Trudeau sought to cast himself as a plucky underdog. Rivals dismissed him as a pretender who would exceed expectations in a leaders’ debate simply by showing up “with his pants on”. Attack ads branded him “just not ready”.
But Trudeau catapulted to power on his own wave of “Trudeaumania,” winning a majority Government with pledges of “sunny ways” and “real change”. With matinee-idol looks, the heir to a political dynasty was something of a celebrity, mobbed for selfies at home and abroad.
His first Cabinet featured the first minister who was Muslim, the first Indigenous justice minister and an equal number of men and women for the first time in Canada’s history: “Because it’s 2015,” he explained, in remarks that went viral.
It didn’t take long for ethical lapses and controversies to erode Trudeau’s image. Critics charged that he was a Prime Minister of selfies and sanctimony, not substance, and they accused him of hubris and hypocrisy.
He vowed action on climate change, but bought an oil pipeline. He promised to meet “the highest ethical standards”, but was twice found by an ethics watchdog to have broken conflict-of-interest laws. He said Canada was “back” on the world stage, but allies said it wasn’t pulling its weight.
In 2019, he and his top aides were accused of improperly pressuring Jody Wilson-Raybould, the country’s first Indigenous Attorney-General, to cut an out-of-court deal with a Quebec-based engineering firm facing corruption charges, and demoting her when she resisted.
Opponents called him a fake feminist. Maclean’s magazine branded him “The Impostor”.
Trudeau’s Government legalised recreational cannabis, imposed a price on carbon, created a nationwide $10 per day childcare programme, reduced child poverty and made strides in advancing reconciliation with Indigenous people.
He drew praise for guiding Canada through the bruising renegotiation of the North American Free Trade Agreement during the first Trump administration. After Trump lobbed personal insults at Trudeau, even the Liberal leader’s rivals rushed to his side.

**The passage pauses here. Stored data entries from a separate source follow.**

//! Entity descriptors
//!
//! A descriptor binds a record type to its quad representation. It is built
//! once, registered, and never mutated afterwards.

use quadgraph_core::{Error, NodeRef, Result, ValueKind};
use std::collections::HashSet;

/// What a field holds
#[derive(Debug, Clone, PartialEq, Eq)]
pub enum FieldKind {
    /// A literal of the given kind
    Scalar(ValueKind),
    /// A reference to another node, stored as-is
    Node,
    /// A nested record described by the named descriptor
    Nested(String),
}

/// Which way the field's edge points
#[derive(Debug, Clone, Copy, Default, PartialEq, Eq)]
pub enum Direction {
    /// `(record, predicate, value)`
    #[default]
    Forward,
    /// `(value, predicate, record)`; read-only, materialised from incoming edges
    Reverse,
}

/// How many values a field holds
#[derive(Debug, Clone, Copy, Default, PartialEq, Eq)]
pub enum Cardinality {
    /// At most one value; absent decodes to the type's default
    #[default]
    Single,
    /// At most one value; absent decodes to `None`
    Optional,
    /// An ordered sequence
    Repeated,
}

/// Binding of one record field to a predicate
#[derive(Debug, Clone, PartialEq, Eq)]
pub struct FieldBinding {
    pub name: String,
    pub predicate: NodeRef,
    pub kind: FieldKind,
    pub direction: Direction,
    pub cardinality: Cardinality,

    /// Decoding fails with `RequiredFieldMissing` when no value is stored.
    /// Not checked on write.
    pub required: bool,

    /// Declared but never written or read
    pub excluded: bool,
}

impl FieldBinding {
    fn new<N: Into<String>, P: Into<NodeRef>>(name: N, predicate: P, kind: FieldKind) -> Self {
        Self {
            name: name.into(),
            predicate: predicate.into(),
            kind,
            direction: Direction::Forward,
            cardinality: Cardinality::Single,
            required: false,
            excluded: false,
        }
    }

    /// A literal field
    pub fn scalar<N: Into<String>, P: Into<NodeRef>>(name: N, predicate: P, kind: ValueKind) -> Self {
        Self::new(name, predicate, FieldKind::Scalar(kind))
    }

    /// A node reference field
    pub fn node<N: Into<String>, P: Into<NodeRef>>(name: N, predicate: P) -> Self {
        Self::new(name, predicate, FieldKind::Node)
    }

    /// A nested record field
    pub fn nested<N, P, D>(name: N, predicate: P, descriptor: D) -> Self
    where
        N: Into<String>,
        P: Into<NodeRef>,
        D: Into<String>,
    {
        Self::new(name, predicate, FieldKind::Nested(descriptor.into()))
    }

    pub fn required(mut self) -> Self {
        self.required = true;
        self
    }

    pub fn optional(mut self) -> Self {
        self.cardinality = Cardinality::Optional;
        self
    }

    pub fn repeated(mut self) -> Self {
        self.cardinality = Cardinality::Repeated;
        self
    }

    pub fn reverse(mut self) -> Self {
        self.direction = Direction::Reverse;
        self
    }

    pub fn excluded(mut self) -> Self {
        self.excluded = true;
        self
    }

    /// Returns true if the field is written on encode
    pub fn is_written(&self) -> bool {
        !self.excluded && self.direction == Direction::Forward
    }
}

/// The registered shape of a record type
#[derive(Debug, Clone, PartialEq, Eq)]
pub struct EntityDescriptor {
    /// Registry key, usually the Rust type name
    pub name: String,

    /// Written as an `rdf:type` quad; projections have none
    pub type_tag: Option<NodeRef>,

    pub fields: Vec<FieldBinding>,
}

impl EntityDescriptor {
    /// A descriptor whose records carry a type tag
    pub fn typed<N: Into<String>, T: Into<NodeRef>>(name: N, type_tag: T) -> Self {
        Self {
            name: name.into(),
            type_tag: Some(type_tag.into()),
            fields: Vec::new(),
        }
    }

    /// A read-only view over records of other types
    pub fn projection<N: Into<String>>(name: N) -> Self {
        Self {
            name: name.into(),
            type_tag: None,
            fields: Vec::new(),
        }
    }

    /// Builder: add a field
    pub fn field(mut self, binding: FieldBinding) -> Self {
        self.fields.push(binding);
        self
    }

    /// Look up a field binding by name
    pub fn binding(&self, name: &str) -> Option<&FieldBinding> {
        self.fields.iter().find(|f| f.name == name)
    }

    /// Returns true for projections
    pub fn is_projection(&self) -> bool {
        self.type_tag.is_none()
    }

    /// Fields that are decoded, in declaration order
    pub fn readable_fields(&self) -> impl Iterator<Item = &FieldBinding> {
        self.fields.iter().filter(|f| !f.excluded)
    }

    /// Check the descriptor is internally consistent
    pub fn validate(&self) -> Result<()> {
        if self.name.is_empty() {
            return Err(Error::Validation("descriptor has an empty name".to_string()));
        }

        let mut seen = HashSet::new();
        for field in &self.fields {
            if !seen.insert(field.name.as_str()) {
                return Err(Error::Validation(format!(
                    "{} declares field {} twice",
                    self.name, field.name
                )));
            }
            if field.predicate.is_empty() {
                return Err(Error::Validation(format!(
                    "{}.{} has an empty predicate",
                    self.name, field.name
                )));
            }
            if field.direction == Direction::Reverse && matches!(field.kind, FieldKind::Scalar(_)) {
                return Err(Error::Validation(format!(
                    "{}.{} is a reverse link and must refer to nodes or records",
                    self.name, field.name
                )));
            }
        }
        Ok(())
    }
}
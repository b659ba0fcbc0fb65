//! QuadGraph demo programs
//!
//! Record types and helpers behind the `quadgraph-demo` binary:
//!
//! - `models` - Admin, User, Post, UserAndPosts, Clinic and OpeningHours
//! - `credentials` - Email validation, password hashing and admin login
//! - `feed` - Follows and news feeds over reverse edges
//! - `clinics` - Clinic registration, updates and deletion

pub mod clinics;
pub mod credentials;
pub mod feed;
pub mod models;

pub use models::{Admin, Clinic, OpeningHours, Post, User, UserAndPosts};
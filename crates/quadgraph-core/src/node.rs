//! Node references
//!
//! A node is named either by an IRI-like string or by a blank (anonymous)
//! identifier. Node identity is the canonical string form and nothing else.

use serde::{Deserialize, Serialize};
use std::fmt;
use std::str::FromStr;

/// A reference to a node in the quad store
///
/// The canonical form is `<name>` for IRIs and `_:name` for blank nodes.
/// Two references are equal iff their canonical forms are equal.
#[derive(Debug, Clone, PartialEq, Eq, PartialOrd, Ord, Hash, Serialize, Deserialize)]
pub enum NodeRef {
    /// A stable, externally meaningful name
    Iri(String),

    /// An anonymous identifier local to the store
    Blank(String),
}

impl NodeRef {
    /// Create an IRI node
    pub fn iri<S: Into<String>>(name: S) -> Self {
        NodeRef::Iri(name.into())
    }

    /// Create a blank node
    pub fn blank<S: Into<String>>(name: S) -> Self {
        NodeRef::Blank(name.into())
    }

    /// The bare name, without the canonical decoration
    pub fn name(&self) -> &str {
        match self {
            NodeRef::Iri(name) | NodeRef::Blank(name) => name,
        }
    }

    /// Returns true for blank nodes
    pub fn is_blank(&self) -> bool {
        matches!(self, NodeRef::Blank(_))
    }

    /// Returns true if the name is empty
    pub fn is_empty(&self) -> bool {
        self.name().is_empty()
    }
}

impl fmt::Display for NodeRef {
    fn fmt(&self, f: &mut fmt::Formatter<'_>) -> fmt::Result {
        match self {
            NodeRef::Iri(name) => write!(f, "<{}>", name),
            NodeRef::Blank(name) => write!(f, "_:{}", name),
        }
    }
}

impl FromStr for NodeRef {
    type Err = std::convert::Infallible;

    /// Parse a canonical form; undecorated input is taken as an IRI
    fn from_str(s: &str) -> Result<Self, Self::Err> {
        if let Some(name) = s.strip_prefix("_:") {
            return Ok(NodeRef::blank(name));
        }
        if let Some(name) = s.strip_prefix('<').and_then(|rest| rest.strip_suffix('>')) {
            return Ok(NodeRef::iri(name));
        }
        Ok(NodeRef::iri(s))
    }
}

impl From<&str> for NodeRef {
    fn from(s: &str) -> Self {
        NodeRef::iri(s)
    }
}

impl From<String> for NodeRef {
    fn from(s: String) -> Self {
        NodeRef::Iri(s)
    }
}

/// Well-known nodes used by the schema layer
pub mod vocab {
    use super::NodeRef;

    /// Predicate linking a record node to its type tag
    pub const RDF_TYPE: &str = "rdf:type";

    const SLOT_PREFIX: &str = "slot";

    /// The `rdf:type` predicate
    pub fn rdf_type() -> NodeRef {
        NodeRef::iri(RDF_TYPE)
    }

    /// Label carrying the ordinal of an element in a repeated field
    pub fn slot(ordinal: usize) -> NodeRef {
        NodeRef::blank(format!("{}{}", SLOT_PREFIX, ordinal))
    }

    /// Recover the ordinal from a slot label
    pub fn slot_ordinal(label: &NodeRef) -> Option<usize> {
        match label {
            NodeRef::Blank(name) => name.strip_prefix(SLOT_PREFIX)?.parse().ok(),
            NodeRef::Iri(_) => None,
        }
    }
}
//! Graph handle implementation

use crate::config::{Backend, GraphConfig};
use quadgraph_core::{
    Error, IdGenerator, NodeRef, Quad, QuadPattern, Result, UuidGenerator, Value,
};
use quadgraph_query::{Path, QueryExecutor};
use quadgraph_schema::{Entity, EntityDescriptor, SchemaMapper, TypeRegistry};
use quadgraph_storage::{
    Delta, MemoryStore, QuadStore, RocksStore, Transaction, TransactionCoordinator,
};
use std::collections::HashSet;
use std::sync::{Arc, RwLock};
use tracing::{debug, info};

fn lock_err<T>(_: T) -> Error {
    Error::StoreUnavailable("Failed to acquire schema lock".to_string())
}

/// A quad store with typed record access
///
/// Clones share the store, the registered types and the transaction slot.
/// Record writes commit their own delta and never take the slot, so they
/// may run from several threads at once.
#[derive(Clone)]
pub struct Graph {
    /// Quad store
    store: Arc<dyn QuadStore>,

    /// Record mapping and registered types
    mapper: Arc<RwLock<SchemaMapper>>,

    /// Transaction slot for this handle
    transactions: TransactionCoordinator,
}

impl Graph {
    /// Create a graph over an existing store
    pub fn new(store: Arc<dyn QuadStore>, ids: Arc<dyn IdGenerator>) -> Self {
        Self {
            transactions: TransactionCoordinator::new(Arc::clone(&store)),
            mapper: Arc::new(RwLock::new(SchemaMapper::new(TypeRegistry::new(), ids))),
            store,
        }
    }

    /// Open a graph as configured
    pub fn open(config: &GraphConfig) -> Result<Self> {
        let store: Arc<dyn QuadStore> = match (&config.backend, config.storage_options()) {
            (Backend::RocksDb { .. }, Some(options)) => Arc::new(RocksStore::open(options)?),
            _ => Arc::new(MemoryStore::new()),
        };
        let ids = Arc::new(UuidGenerator::with_style(config.id_style));

        info!("Opened graph with {:?} backend", config.backend);
        Ok(Self::new(store, ids))
    }

    /// An empty in-memory graph
    pub fn in_memory() -> Self {
        Self::new(Arc::new(MemoryStore::new()), Arc::new(UuidGenerator::new()))
    }

    /// Get a reference to the quad store
    pub fn store(&self) -> &Arc<dyn QuadStore> {
        &self.store
    }

    // ========== Types ==========

    /// Register a record type and the types it nests
    ///
    /// Registering again replaces the earlier descriptors.
    pub fn register<T: Entity>(&self) -> Result<()> {
        let mut mapper = self.mapper.write().map_err(lock_err)?;
        for nested in T::nested_descriptors() {
            mapper.register(nested)?;
        }
        mapper.register(T::descriptor())
    }

    /// Descriptor for `T`, registering it on first use
    fn descriptor_of<T: Entity>(&self) -> Result<Arc<EntityDescriptor>> {
        let name = T::descriptor().name;
        {
            let mapper = self.mapper.read().map_err(lock_err)?;
            if mapper.registry().contains(&name) {
                return mapper.descriptor(&name);
            }
        }
        self.register::<T>()?;
        self.mapper.read().map_err(lock_err)?.descriptor(&name)
    }

    // ========== Writes ==========

    /// Write a new record
    ///
    /// Assigns an identifier if the record has none and stores it back into
    /// `entity`.
    pub fn insert<T: Entity>(&self, entity: &mut T) -> Result<NodeRef> {
        let descriptor = self.descriptor_of::<T>()?;
        let mut record = entity.to_record();
        let (quads, id) = self
            .mapper
            .read()
            .map_err(lock_err)?
            .encode(&mut record, &descriptor)?;

        self.commit(Delta::adding(quads))?;

        entity.set_id(id.clone());
        debug!("Inserted {} {}", descriptor.name, id);
        Ok(id)
    }

    /// Replace the stored revision of a record
    ///
    /// The previous quads of the record, nested records included, are
    /// removed in the same transaction that adds the new ones.
    pub fn update<T: Entity>(&self, entity: &T) -> Result<()> {
        let id = entity
            .id()
            .cloned()
            .ok_or_else(|| Error::Validation("cannot update a record without an id".to_string()))?;
        let descriptor = self.descriptor_of::<T>()?;

        let mut record = entity.to_record();
        record.id = Some(id.clone());

        let (old, new) = {
            let mapper = self.mapper.read().map_err(lock_err)?;
            let old = mapper.owned_quads(self.store.as_ref(), &id, &descriptor)?;
            let (new, _) = mapper.encode(&mut record, &descriptor)?;
            (old, new)
        };

        self.commit(Delta {
            adds: new,
            removes: old,
        })?;

        debug!("Updated {} {}", descriptor.name, id);
        Ok(())
    }

    /// Delete a record, its nested records and every edge pointing at it
    ///
    /// Returns the number of quads removed.
    pub fn delete<T: Entity>(&self, id: &NodeRef) -> Result<usize> {
        let descriptor = self.descriptor_of::<T>()?;
        let mut doomed = self
            .mapper
            .read()
            .map_err(lock_err)?
            .owned_quads(self.store.as_ref(), id, &descriptor)?;
        doomed.extend(self.quads_matching(&QuadPattern::any().object(id.clone()))?);

        self.remove_all(doomed)
    }

    /// Remove every quad in which `node` is the subject or the object
    ///
    /// Returns the number of quads removed.
    pub fn remove_node(&self, node: &NodeRef) -> Result<usize> {
        let mut doomed = self.quads_matching(&QuadPattern::any().subject(node.clone()))?;
        doomed.extend(self.quads_matching(&QuadPattern::any().object(node.clone()))?);

        self.remove_all(doomed)
    }

    fn remove_all(&self, quads: Vec<Quad>) -> Result<usize> {
        let mut seen = HashSet::new();
        let quads: Vec<Quad> = quads.into_iter().filter(|q| seen.insert(q.clone())).collect();
        let count = quads.len();

        self.commit(Delta::removing(quads))?;

        debug!("Removed {} quads", count);
        Ok(count)
    }

    /// Apply one record write as a single atomic unit
    fn commit(&self, delta: Delta) -> Result<()> {
        if delta.is_empty() {
            return Ok(());
        }
        self.store.apply_transaction(&delta)
    }

    // ========== Reads ==========

    /// Load the record stored at `id`
    pub fn load<T: Entity>(&self, id: &NodeRef) -> Result<T> {
        let descriptor = self.descriptor_of::<T>()?;
        let record = self
            .mapper
            .read()
            .map_err(lock_err)?
            .decode(self.store.as_ref(), id, &descriptor)?;
        T::from_record(&record)
    }

    /// Load every record of a type
    ///
    /// For projection types, candidates lacking a required field are left
    /// out rather than reported.
    pub fn load_all<T: Entity>(&self) -> Result<Vec<T>> {
        let descriptor = self.descriptor_of::<T>()?;
        let records = self
            .mapper
            .read()
            .map_err(lock_err)?
            .decode_all(self.store.as_ref(), &descriptor)?;
        records.iter().map(T::from_record).collect()
    }

    /// Load the record at each node a path ends on
    pub fn load_path<T: Entity>(&self, path: &Path) -> Result<Vec<T>> {
        let descriptor = self.descriptor_of::<T>()?;
        let records = self
            .mapper
            .read()
            .map_err(lock_err)?
            .decode_path(self.store.as_ref(), path, &descriptor)?;
        records.iter().map(T::from_record).collect()
    }

    /// Load the record at the first node a path ends on
    pub fn load_first<T: Entity>(&self, path: &Path) -> Result<Option<T>> {
        let first = Path::clone(path).limit(1);
        Ok(self.load_path::<T>(&first)?.into_iter().next())
    }

    /// Every stored quad, in store order
    pub fn quads(&self) -> Result<Vec<Quad>> {
        self.store.quads_all()?.collect()
    }

    /// Stored quads matching a pattern
    pub fn quads_matching(&self, pattern: &QuadPattern) -> Result<Vec<Quad>> {
        self.store.quads_matching(pattern)?.collect()
    }

    /// Resolve a value to a node known to the store
    pub fn lookup_node(&self, value: &Value) -> Result<NodeRef> {
        self.store.lookup_node(value)
    }

    /// Evaluate paths against this graph
    pub fn query(&self) -> QueryExecutor<'_> {
        QueryExecutor::new(self.store.as_ref())
    }

    /// Start a transaction on this handle
    ///
    /// A second `begin` fails with `TransactionAlreadyOpen` until the first is
    /// committed, rolled back or dropped. Record writes are not blocked.
    pub fn begin(&self) -> Result<Transaction> {
        self.transactions.begin()
    }
}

When the coronavirus pandemic hit, Trudeau’s Government doled out billions in aid. For months, he gave a daily news conference outside his Ottawa residence where, like many Canadians, he was quarantining and working from home.
But his Government faced another crisis in 2022, when thousands of demonstrators used pick-up trucks and big rigs to blockade Ottawa and several border crossings to protest his Government and vaccine mandates, which were mostly imposed by the provinces.
Trudeau invoked never-before-used emergency powers to clear the so-called “Freedom Convoy”. Most Canadians supported the move and opposed the weeks-long blockades, but the Federal Court of Canada ruled last year that the use of the powers was unreasonable.
A public inquiry disagreed, finding the evocation of the Emergencies Act justified. But it said that Trudeau’s dismissal of the demonstrators as a “fringe minority” energised them, “hardening their resolve and further embittering them toward government authorities”.
A loyal ally’s resignation
Freeland’s resignation accelerated a downfall long in the making.
The Liberals lost several special elections last year in what had long been safe seats. Trudeau walked back parts of his signature domestic policies: the carbon tax and a plan to dramatically increase immigration. None of the attempts to reverse the slide worked. After nearly a decade in office, many Canadians had tired of him.
Then came Freeland’s resignation letter on December 16, signed “with gratitude” but issued hours before she was set to present a fiscal and economic update to Parliament.
The resignation of one of his most loyal allies blindsided Trudeau. He cancelled year-end interviews. Opposition parties said that they would vote to bring his Government down in a non-confidence vote when Parliament returned from the holidays, triggering new elections.
The number of Liberal lawmakers publicly calling for his resignation grew by the day.